Melissa Barker, aka The Archive Lady, shows how to preserve and share a World War II Ration Book!
Melinda in Florida asks: “I have been given my Grandmother’s World War II ration books. She used to tell me stories about the rationing of food and other essential items and how the family used their ration stamps. What would be the best way to preserve these books? I would like for my descendants to know about these stories and what the books meant.”
Melinda asks a great question about an artifact that was essential to everyone during World War II. Every American was issued a series of ration books during the war. These ration books contained removable stamps for certain rationed items such as sugar, meat, cooking oil, cigarettes, and canned foods, just to name a few. Once a person’s ration stamps were spent for the month, they could not purchase those items until they received their new rations books for the next month.

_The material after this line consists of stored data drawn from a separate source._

// SPDX-License-Identifier: MPL-2.0
use super::item::ImageItem;
use crate::notice::Notice;
use chrono::{DateTime, TimeZone, Utc};
use std::fmt::Display;
use std::time::SystemTime;

/// Date layout of the detail view, e.g. `31/01/2024 03:45:02 PM`.
const DETAIL_DATE_FORMAT: &str = "%d/%m/%Y %I:%M:%S %p";

/// Text fields of the detail view for one image.
#[derive(Debug, Clone, PartialEq, Eq)]
pub struct ImageDetails {
    pub name: String,
    pub path: String,
    pub size: String,
    pub date: String,
}

impl ImageDetails {
    /// Builds the fields, rendering the date in `tz`.
    pub fn from_item<Tz>(item: &ImageItem, tz: &Tz) -> Self
    where
        Tz: TimeZone,
        Tz::Offset: Display,
    {
        Self {
            name: item.name().to_string(),
            path: item.path().display().to_string(),
            size: format_file_size(item.size()),
            date: format_timestamp(item.modified(), tz),
        }
    }

    /// `(fluent key, argument name, value)` for each line, in display order.
    pub fn lines(&self) -> [(&'static str, &'static str, &str); 4] {
        [
            ("detail-name", "name", self.name.as_str()),
            ("detail-path", "path", self.path.as_str()),
            ("detail-size", "size", self.size.as_str()),
            ("detail-date", "date", self.date.as_str()),
        ]
    }
}

/// Format file size in human-readable format, with 1024-byte units.
pub fn format_file_size(bytes: u64) -> String {
    const KB: u64 = 1024;
    const MB: u64 = KB * 1024;
    const GB: u64 = MB * 1024;

    if bytes >= GB {
        format!("{:.2} GB", bytes as f64 / GB as f64)
    } else if bytes >= MB {
        format!("{:.2} MB", bytes as f64 / MB as f64)
    } else if bytes >= KB {
        format!("{:.1} KB", bytes as f64 / KB as f64)
    } else {
        format!("{bytes} B")
    }
}

pub fn format_timestamp<Tz>(time: SystemTime, tz: &Tz) -> String
where
    Tz: TimeZone,
    Tz::Offset: Display,
{
    DateTime::<Utc>::from(time)
        .with_timezone(tz)
        .format(DETAIL_DATE_FORMAT)
        .to_string()
}

/// What happened to a delete request from the detail view.
#[derive(Debug, Clone, PartialEq, Eq)]
pub enum DeleteOutcome {
    Deleted,
    NotFound,
    Failed(String),
}

impl DeleteOutcome {
    pub fn message_key(&self) -> &'static str {
        match self {
            DeleteOutcome::Deleted => "delete-success",
            DeleteOutcome::NotFound => "delete-not-found",
            DeleteOutcome::Failed(_) => "delete-failed",
        }
    }

    /// Whether the listing must be rescanned.
    pub fn requires_refresh(&self) -> bool {
        matches!(self, DeleteOutcome::Deleted)
    }

    pub fn to_notice(&self) -> Notice {
        match self {
            DeleteOutcome::Deleted => Notice::success(self.message_key()),
            DeleteOutcome::NotFound => Notice::warning(self.message_key()),
            DeleteOutcome::Failed(reason) => {
                Notice::error(self.message_key()).with_arg("detail", reason.clone())
            }
        }
    }
}
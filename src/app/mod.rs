// SPDX-License-Identifier: MPL-2.0
//! Application root state shared by every screen.
//!
//! [`AppContext`] replaces ambient process state: it owns the loaded
//! preferences, the save-folder store, localization and the notice queue,
//! and is handed to each front-end operation explicitly. Persistence goes
//! through injected stores that are read at startup and written on explicit
//! save actions only.

pub mod paths;
pub mod persisted_state;

use crate::auth::UserProfile;
use crate::config::{self, Config, SortOrder};
use crate::converter::{self, Conversion, LengthUnit};
use crate::gallery::{DeleteOutcome, FolderHandle, FolderStore, ImageItem};
use crate::i18n::I18n;
use crate::notice::{Notice, NoticeQueue};
use crate::theme::{self, ActiveTheme, ConfigThemeStore, ThemeMode};
use std::fmt;
use std::path::{Path, PathBuf};

/// Startup options, usually parsed from the command line.
#[derive(Debug, Clone, Default)]
pub struct Flags {
    /// Optional locale override in BCP-47 form (e.g. `fr`, `en-US`).
    pub lang: Option<String>,
    /// Optional data directory override (for `state.cbor`).
    /// Takes precedence over `POCKET_SUITE_DATA_DIR`.
    pub data_dir: Option<String>,
    /// Optional config directory override (for `settings.toml`).
    /// Takes precedence over `POCKET_SUITE_CONFIG_DIR`.
    pub config_dir: Option<String>,
}

pub struct AppContext {
    pub config: Config,
    pub i18n: I18n,
    pub notices: NoticeQueue,
    folders: FolderStore,
    theme_store: ConfigThemeStore,
    theme_mode: ThemeMode,
    data_dir: Option<PathBuf>,
}

impl fmt::Debug for AppContext {
    fn fmt(&self, f: &mut fmt::Formatter<'_>) -> fmt::Result {
        f.debug_struct("AppContext")
            .field("config", &self.config)
            .field("locale", self.i18n.current_locale())
            .field("save_folder", &self.folders.folder())
            .field("theme_mode", &self.theme_mode)
            .field("pending_notices", &self.notices.len())
            .finish()
    }
}

impl AppContext {
    /// Builds the context from command line flags.
    ///
    /// Directory flags are registered globally, so this is meant to be
    /// called once per process.
    pub fn new(flags: Flags) -> Self {
        paths::init_cli_overrides(flags.data_dir, flags.config_dir);
        Self::build(flags.lang, None, None)
    }

    /// Builds a context rooted at explicit directories.
    pub fn with_dirs(lang: Option<String>, config_dir: PathBuf, data_dir: PathBuf) -> Self {
        Self::build(lang, Some(config_dir), Some(data_dir))
    }

    fn build(lang: Option<String>, config_dir: Option<PathBuf>, data_dir: Option<PathBuf>) -> Self {
        let mut notices = NoticeQueue::new();

        let (config, config_warning) = config::load_with_override(config_dir.clone());
        if let Some(key) = config_warning {
            notices.push(Notice::warning(key));
        }

        let i18n = I18n::new(lang, &config);

        let (folders, state_warning) = FolderStore::load(data_dir.clone());
        if let Some(key) = state_warning {
            notices.push(Notice::warning(key));
        }
        let folders = folders.with_copy_buffer(config.copy_buffer_bytes());

        let theme_store = config_dir
            .map_or_else(ConfigThemeStore::new, ConfigThemeStore::with_config_dir);
        let theme_mode = theme::apply_saved(&theme_store, &ActiveTheme);

        Self {
            config,
            i18n,
            notices,
            folders,
            theme_store,
            theme_mode,
            data_dir,
        }
    }

    pub fn folders(&self) -> &FolderStore {
        &self.folders
    }

    pub fn theme_mode(&self) -> ThemeMode {
        self.theme_mode
    }

    pub fn sort_order(&self) -> SortOrder {
        self.config.sort_order()
    }

    /// Converts raw input; failures become notices.
    pub fn convert(&mut self, input: &str, from: LengthUnit, to: LengthUnit) -> Option<Conversion> {
        match converter::convert_input(input, from, to) {
            Ok(conversion) => Some(conversion),
            Err(err) => {
                self.notices.push(Notice::from_error(&err));
                None
            }
        }
    }

    /// Saves the theme flag, then applies it.
    pub fn save_theme(&mut self, dark: bool) -> ThemeMode {
        let mode = ThemeMode::from_dark_flag(dark);
        match theme::save_and_apply(&mut self.theme_store, &ActiveTheme, dark) {
            Ok(_) => {
                let label = self.i18n.tr(mode.i18n_key());
                self.notices
                    .push(Notice::success("theme-saved").with_arg("mode", label));
            }
            Err(err) => self.notices.push(Notice::from_error(&err)),
        }
        self.config.general.dark_mode = dark;
        self.theme_mode = mode;
        mode
    }

    /// Records a new save folder; returns whether it was accepted.
    pub fn set_folder(&mut self, path: impl Into<PathBuf>) -> bool {
        match self.folders.set_folder(FolderHandle::new(path)) {
            Ok(warning) => {
                if let Some(key) = warning {
                    self.notices.push(Notice::warning(key));
                }
                let name = self
                    .folders
                    .folder()
                    .map(FolderHandle::display_name)
                    .unwrap_or_default();
                self.notices
                    .push(Notice::success("folder-saved").with_arg("folder", name));
                true
            }
            Err(err) => {
                self.notices.push(Notice::from_error(&err));
                false
            }
        }
    }

    pub fn location_label(&self) -> String {
        location_label(&self.i18n, self.folders.folder())
    }

    /// Directory where new captures are written before being saved.
    pub fn capture_staging_dir(&self) -> Option<PathBuf> {
        paths::capture_staging_dir_with_override(self.data_dir.clone())
    }

    /// Moves a capture into the save folder.
    pub fn save_capture(&mut self, source: &Path) -> Option<ImageItem> {
        match self.folders.save_captured_file(source) {
            Ok(item) => {
                self.notices
                    .push(Notice::success("capture-saved").with_arg("name", item.name()));
                Some(item)
            }
            Err(err) => {
                self.notices.push(Notice::from_error(&err));
                None
            }
        }
    }

    /// Deletes an image, reporting the outcome as a notice.
    pub fn delete_image(&mut self, image: &Path) -> DeleteOutcome {
        let outcome = match self.folders.remove_image(image) {
            Ok(outcome) => outcome,
            Err(err) => {
                self.notices.push(Notice::from_error(&err));
                return DeleteOutcome::Failed(err.to_string());
            }
        };
        self.notices.push(outcome.to_notice());
        outcome
    }

    /// Drains pending notices as localized text, oldest first.
    pub fn take_notice_texts(&mut self) -> Vec<String> {
        self.notices
            .drain()
            .iter()
            .map(|notice| self.i18n.render(notice))
            .collect()
    }
}

/// `Location: <folder>` or `Location: Not set`.
pub fn location_label(i18n: &I18n, folder: Option<&FolderHandle>) -> String {
    match folder {
        Some(folder) => i18n.tr_with_args("location-label", &[("folder", folder.display_name().as_str())]),
        None => i18n.tr("location-not-set"),
    }
}

/// Greeting and email lines of the home screen.
pub fn welcome_lines(i18n: &I18n, user: &UserProfile) -> (String, String) {
    let greeting = match user.display_name() {
        Some(name) => i18n.tr_with_args("home-welcome", &[("name", name)]),
        None => i18n.tr("home-welcome-anonymous"),
    };
    let email = match user.email() {
        Some(email) => email.to_string(),
        None => i18n.tr("home-no-email"),
    };
    (greeting, email)
}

I can remember my own Dad telling me about how his family would pool together their ration books and the cigarette stamps would go to those who smoked, the other stamps would be used to make family meals which they would all enjoy. I still have his ration books in my own genealogy records collection.
When we have historically important documents, photographs, memorabilia, and artifacts in our genealogy records collections, it is vital that we preserve these items so the history can live on, be shared and not forgotten.
Preserving war ration books can be quite simple. Keeping the ration books in their original form is recommended. Even if the books are falling apart, missing pages or if the stamps are coming out of the book itself. The less you do to your documents and memorabilia the better. First and foremost, I would encourage Melinda to digitize the entire book. This way, if something were to happen to it, she can retrieve the digitized images.
I would suggest that Melinda use a soft bristle brush to brush away any surface dirt or dust. If the cover of the ration book is stained or dirty, use a dirt eraser sponge that is specifically used for cleaning documents. Use the sponge lightly on the cover, do not scrub and do not use on pencil writing because it will erase the writing.
Once the ration book has been cleaned, place the book in an archival sleeve. The archival sleeve should be acid free, lignin free and passed the P.A.T. (Photographic Activity Test). Archival sleeves come in all shapes and sizes and can be purchased at an online archival store (see list of stores below).
Now that the ration book is encapsulated, I would suggest that it be put in an archival file folder or in an archival document box. This is a second layer of protection for the ration book. Depending on how much room you have for storage, file folders in filing cabinets may work for you or maybe you need to store several documents in a document box.
The most important part of preserving ration books is the storage conditions. We should always store our records, photographs, and memorabilia in a cool, dark, and dry place. The place where you store your records should have consistent temperature and humidity levels that do not fluctuate. The temperature in your storage area should be between 55-60 degrees Fahrenheit and your humidity levels at 35-45 percent. Most importantly, keep all your records out of direct sunlight. I have seen sunlight completely wash away an image on a photograph and wash off the writing on a document. A dark closet or even stored under a bed is a good place. Attics, basements, and garages are not places we should be storing our genealogical records.
I would also encourage Melinda to include the stories from her Grandmother about the ration books with the books themselves so that the history and stories will survive right along with the books.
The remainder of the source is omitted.